(TASK GOAL)
Work out how many lines of the material below contain the word "over", then write that number alone.

-------------------------

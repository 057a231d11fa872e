//! Shared application state.

use std::sync::Arc;

use crate::guard::{GuardSettings, HasGuardBackend};
use crate::identity::IdentityClient;

/// State shared by the guard, the pages and the auth API.
#[derive(Clone)]
pub struct AppState {
    pub identity: IdentityClient,
    pub settings: Arc<GuardSettings>,
}

impl HasGuardBackend for AppState {
    fn identity(&self) -> &IdentityClient {
        &self.identity
    }

    fn guard_settings(&self) -> &GuardSettings {
        &self.settings
    }
}
//! CLI argument parsing, validation, and startup helpers.

use std::time::Duration;

use clap::Parser;
use tracing::error;
use url::Url;

use crate::ServerConfig;
use crate::cookies::CookieSettings;
use crate::guard::{DEFAULT_AUTH_EXCHANGE_PARAM, GuardSettings};

pub const DEFAULT_LOGIN_URL: &str = "https://online.salesvault.dev/login";

#[derive(clap::ValueEnum, Clone, Debug, Default)]
pub enum LogFormat {
    #[default]
    Pretty,
    Json,
    Compact,
}

/// Deployment environment, read from `NODE_ENV` for parity with the
/// dashboard frontend.
#[derive(clap::ValueEnum, Clone, Copy, Debug, Default, PartialEq, Eq)]
pub enum Environment {
    #[default]
    Development,
    Production,
    Test,
}

#[derive(Parser, Debug, Clone)]
#[command(
    name = "sessiongate",
    about = "Session gateway for the trading dashboard"
)]
pub struct Args {
    /// Port to listen on
    #[arg(short, long, env = "PORT", default_value = "3000")]
    pub port: u16,

    /// Base URL of the identity service
    #[arg(long, env = "BASE_IDENTITY_URL")]
    pub identity_url: String,

    /// External login page unauthenticated visitors are sent to
    #[arg(long, env = "LOGIN_URL", default_value = DEFAULT_LOGIN_URL)]
    pub login_url: String,

    /// Deployment environment; production sets the Secure cookie flag
    #[arg(long, env = "NODE_ENV", value_enum, default_value = "development")]
    pub node_env: Environment,

    /// Path prefixes that require a session (comma separated)
    #[arg(long, value_delimiter = ',', default_value = "/trading-view")]
    pub protected: Vec<String>,

    /// Paths that are always public (comma separated)
    #[arg(long, value_delimiter = ',', default_value = "/,/sign-in")]
    pub public: Vec<String>,

    /// Treat access tokens expiring within this many seconds as expired
    #[arg(long, default_value = "300")]
    pub expiry_buffer_secs: i64,

    /// Timeout for identity service calls, in seconds
    #[arg(long, default_value = "10")]
    pub identity_timeout_secs: u64,

    /// Log output format
    #[arg(short, long, default_value = "pretty")]
    pub log_format: LogFormat,
}

/// Initialize logging based on the specified format.
pub fn init_logging(format: &LogFormat) {
    match format {
        LogFormat::Pretty => tracing_subscriber::fmt::init(),
        LogFormat::Json => tracing_subscriber::fmt().json().init(),
        LogFormat::Compact => tracing_subscriber::fmt().compact().init(),
    }
}

/// Parse and validate a service URL.
/// Returns None and logs an error if validation fails.
pub fn validate_url(name: &str, value: &str) -> Option<Url> {
    let url = match Url::parse(value) {
        Ok(url) => url,
        Err(e) => {
            error!(setting = %name, value = %value, error = %e, "Invalid URL");
            return None;
        }
    };

    if !matches!(url.scheme(), "http" | "https") {
        error!(setting = %name, value = %value, "URL must use http or https");
        return None;
    }

    Some(url)
}

fn validate_paths(name: &str, paths: &[String]) -> Option<Vec<String>> {
    let paths: Vec<String> = paths
        .iter()
        .map(|p| p.trim().to_string())
        .filter(|p| !p.is_empty())
        .collect();

    if let Some(bad) = paths.iter().find(|p| !p.starts_with('/')) {
        error!(setting = %name, path = %bad, "Path must start with '/'");
        return None;
    }

    Some(paths)
}

/// Build ServerConfig from validated arguments.
/// Returns None and logs an error if any argument is invalid.
pub fn build_config(args: &Args) -> Option<ServerConfig> {
    let identity_url = validate_url("identity-url", &args.identity_url)?;
    let login_url = validate_url("login-url", &args.login_url)?;
    let protected_prefixes = validate_paths("protected", &args.protected)?;
    let public_paths = validate_paths("public", &args.public)?;

    if args.expiry_buffer_secs < 0 {
        error!("expiry-buffer-secs must not be negative");
        return None;
    }

    let guard = GuardSettings {
        login_url,
        protected_prefixes,
        public_paths,
        auth_exchange_param: DEFAULT_AUTH_EXCHANGE_PARAM.to_string(),
        expiry_buffer_secs: args.expiry_buffer_secs,
        cookies: CookieSettings {
            secure: args.node_env == Environment::Production,
        },
    };

    Some(ServerConfig {
        identity_url,
        identity_timeout: Duration::from_secs(args.identity_timeout_secs),
        guard,
    })
}

#[cfg(test)]
mod tests {
    use super::*;

    fn parse(extra: &[&str]) -> Args {
        let mut argv = vec!["sessiongate", "--identity-url", "https://id.example.com"];
        argv.extend_from_slice(extra);
        Args::try_parse_from(argv).unwrap()
    }

    #[test]
    fn test_defaults() {
        let args = parse(&[]);
        let config = build_config(&args).unwrap();

        assert_eq!(config.guard.login_url.as_str(), DEFAULT_LOGIN_URL);
        assert_eq!(config.guard.protected_prefixes, vec!["/trading-view"]);
        assert_eq!(config.guard.public_paths, vec!["/", "/sign-in"]);
        assert_eq!(config.guard.expiry_buffer_secs, 300);
        assert_eq!(config.identity_timeout, Duration::from_secs(10));
    }

    #[test]
    fn test_production_sets_secure_cookies() {
        let config = build_config(&parse(&["--node-env", "production"])).unwrap();
        assert!(config.guard.cookies.secure);

        let config = build_config(&parse(&["--node-env", "test"])).unwrap();
        assert!(!config.guard.cookies.secure);
    }

    #[test]
    fn test_path_lists() {
        let config = build_config(&parse(&["--protected", "/trading-view, /wallets"])).unwrap();
        assert_eq!(
            config.guard.protected_prefixes,
            vec!["/trading-view", "/wallets"]
        );

        assert!(build_config(&parse(&["--public", "sign-in"])).is_none());
    }

    #[test]
    fn test_invalid_urls_rejected() {
        assert!(build_config(&parse(&["--login-url", "not a url"])).is_none());
        assert!(validate_url("identity-url", "ftp://id.example.com").is_none());
        assert!(validate_url("identity-url", "http://localhost:5000").is_some());
    }
}
//! Cookie-persisted session model and server-side readers.
//!
//! The browser's cookie store holds the only copy of a session. The gateway
//! reads it on every request and rewrites it whole whenever it changes.

use axum_extra::extract::cookie::CookieJar;
use chrono::{DateTime, Utc};
use serde::{Deserialize, Serialize};

use crate::cookies::{ACCESS_TOKEN_COOKIE, SESSION_COOKIE, USER_INFO_COOKIE};
use crate::jwt::Claims;

/// Public identity snapshot, also mirrored to the browser-readable
/// `user_info` cookie.
#[derive(Debug, Clone, Default, PartialEq, Eq, Serialize, Deserialize)]
pub struct UserInfo {
    #[serde(default)]
    pub id: Option<String>,
    #[serde(default)]
    pub email: Option<String>,
    #[serde(default)]
    pub name: Option<String>,
    #[serde(default)]
    pub role: Option<String>,
}

impl UserInfo {
    /// Snapshot taken from token claims.
    pub fn from_claims(claims: &Claims) -> Self {
        Self {
            id: claims.subject_id.clone(),
            email: claims.email.clone(),
            name: claims.full_name.clone(),
            role: claims.role.clone(),
        }
    }

    /// Fill fields missing from `self` with the ones in `fallback`.
    pub fn or(self, fallback: Option<&UserInfo>) -> Self {
        let Some(fallback) = fallback else {
            return self;
        };
        Self {
            id: self.id.or_else(|| fallback.id.clone()),
            email: self.email.or_else(|| fallback.email.clone()),
            name: self.name.or_else(|| fallback.name.clone()),
            role: self.role.or_else(|| fallback.role.clone()),
        }
    }

    fn is_empty(&self) -> bool {
        self.id.is_none() && self.email.is_none() && self.name.is_none() && self.role.is_none()
    }
}

/// Access/refresh pair handed out by the identity service.
#[derive(Debug, Clone, PartialEq, Eq)]
pub struct TokenPair {
    pub access_token: String,
    /// Absent when the identity service keeps the current refresh token.
    pub refresh_token: Option<String>,
    pub expires_in: Option<i64>,
}

/// The authentication record for one browser.
#[derive(Debug, Clone, PartialEq, Eq, Serialize)]
#[serde(rename_all = "camelCase")]
pub struct Session {
    pub token: String,
    #[serde(default, skip_serializing_if = "Option::is_none")]
    pub refresh_token: Option<String>,
    #[serde(default, skip_serializing_if = "Option::is_none")]
    pub user: Option<UserInfo>,
    pub created_at: DateTime<Utc>,
    pub updated_at: DateTime<Utc>,
}

/// Errors reading a session back from its cookie.
#[derive(Debug, thiserror::Error, PartialEq, Eq)]
pub enum SessionError {
    #[error("malformed session: {0}")]
    MalformedSession(String),
    #[error("access token payload could not be decoded")]
    MalformedToken,
}

// Lenient mirror of `Session` used for parsing cookies written by older
// gateway versions, where timestamps may be missing.
#[derive(Deserialize)]
#[serde(rename_all = "camelCase")]
struct StoredSession {
    #[serde(default)]
    token: Option<String>,
    #[serde(default)]
    refresh_token: Option<String>,
    #[serde(default)]
    user: Option<UserInfo>,
    #[serde(default)]
    created_at: Option<DateTime<Utc>>,
    #[serde(default)]
    updated_at: Option<DateTime<Utc>>,
}

impl Session {
    /// Parse the (already percent-decoded) value of the `session` cookie.
    pub fn from_cookie_value(value: &str) -> Result<Self, SessionError> {
        let stored: StoredSession = serde_json::from_str(value)
            .map_err(|e| SessionError::MalformedSession(e.to_string()))?;

        let token = stored
            .token
            .filter(|t| !t.is_empty())
            .ok_or_else(|| SessionError::MalformedSession("missing token".into()))?;

        let now = Utc::now();
        let created_at = stored.created_at.unwrap_or(now);
        Ok(Self {
            token,
            refresh_token: stored.refresh_token.filter(|t| !t.is_empty()),
            user: stored.user,
            created_at,
            updated_at: stored.updated_at.unwrap_or(created_at),
        })
    }

    /// Serialize for the `session` cookie.
    pub fn to_cookie_value(&self) -> String {
        // Serializing plain strings and timestamps cannot fail.
        serde_json::to_string(self).unwrap_or_default()
    }

    /// Start a session from a freshly confirmed token pair.
    ///
    /// Claims from the access token take precedence over the user object
    /// the identity service returned alongside it.
    pub fn established(
        pair: TokenPair,
        claims: &Claims,
        service_user: Option<&UserInfo>,
        now: DateTime<Utc>,
    ) -> Self {
        let user = UserInfo::from_claims(claims).or(service_user);
        Self {
            token: pair.access_token,
            refresh_token: pair.refresh_token,
            user: (!user.is_empty()).then_some(user),
            created_at: now,
            updated_at: now,
        }
    }

    /// Apply a successful refresh in place of the current tokens.
    pub fn refreshed(self, pair: TokenPair, claims: &Claims, now: DateTime<Utc>) -> Self {
        let user = UserInfo::from_claims(claims).or(self.user.as_ref());
        Self {
            token: pair.access_token,
            refresh_token: pair.refresh_token.or(self.refresh_token),
            user: (!user.is_empty()).then_some(user),
            created_at: self.created_at,
            updated_at: now,
        }
    }

    /// Public snapshot for the `user_info` cookie.
    pub fn user_info(&self) -> UserInfo {
        self.user.clone().unwrap_or_default()
    }
}

/// Read the session from the request cookies.
///
/// `Ok(None)` means no session cookie at all.
pub fn read_session(jar: &CookieJar) -> Result<Option<Session>, SessionError> {
    jar.get(SESSION_COOKIE)
        .map(|cookie| Session::from_cookie_value(cookie.value()))
        .transpose()
}

/// The current access token, preferring the session over the bare mirror
/// cookie.
pub fn access_token(jar: &CookieJar) -> Option<String> {
    if let Ok(Some(session)) = read_session(jar) {
        return Some(session.token);
    }
    jar.get(ACCESS_TOKEN_COOKIE)
        .map(|cookie| cookie.value().to_string())
        .filter(|token| !token.is_empty())
}

/// The current user's id from the session, falling back to `user_info`.
pub fn current_user_id(jar: &CookieJar) -> Option<String> {
    match read_session(jar) {
        Ok(Some(session)) => {
            if let Some(id) = session.user.and_then(|user| user.id) {
                return Some(id);
            }
        }
        Ok(None) => {}
        Err(e) => tracing::debug!(error = %e, "Ignoring unreadable session cookie"),
    }

    let cookie = jar.get(USER_INFO_COOKIE)?;
    match serde_json::from_str::<UserInfo>(cookie.value()) {
        Ok(user) => user.id,
        Err(e) => {
            tracing::debug!(error = %e, "Ignoring unreadable user_info cookie");
            None
        }
    }
}
use clap::Parser;
use sessiongate::cli::{Args, build_config, init_logging};
use sessiongate::create_app;
use tracing::{error, info};

#[tokio::main]
async fn main() {
    let args = Args::parse();

    init_logging(&args.log_format);

    let Some(config) = build_config(&args) else {
        std::process::exit(1);
    };

    let app = match create_app(&config) {
        Ok(app) => app,
        Err(e) => {
            error!(error = %e, "Failed to create identity client");
            std::process::exit(1);
        }
    };

    let addr = format!("0.0.0.0:{}", args.port);
    let listener = tokio::net::TcpListener::bind(&addr)
        .await
        .unwrap_or_else(|e| {
            error!(address = %addr, error = %e, "Failed to bind");
            std::process::exit(1);
        });

    match listener.local_addr() {
        Ok(local_addr) => info!(
            address = %local_addr,
            identity = %config.identity_url,
            secure_cookies = config.guard.cookies.secure,
            "Listening"
        ),
        Err(e) => error!(error = %e, "Failed to read local address"),
    }

    if let Err(e) = axum::serve(listener, app).await {
        error!(error = %e, "Server error");
        std::process::exit(1);
    }
}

-------------------------

(ANSWER SECTION)
2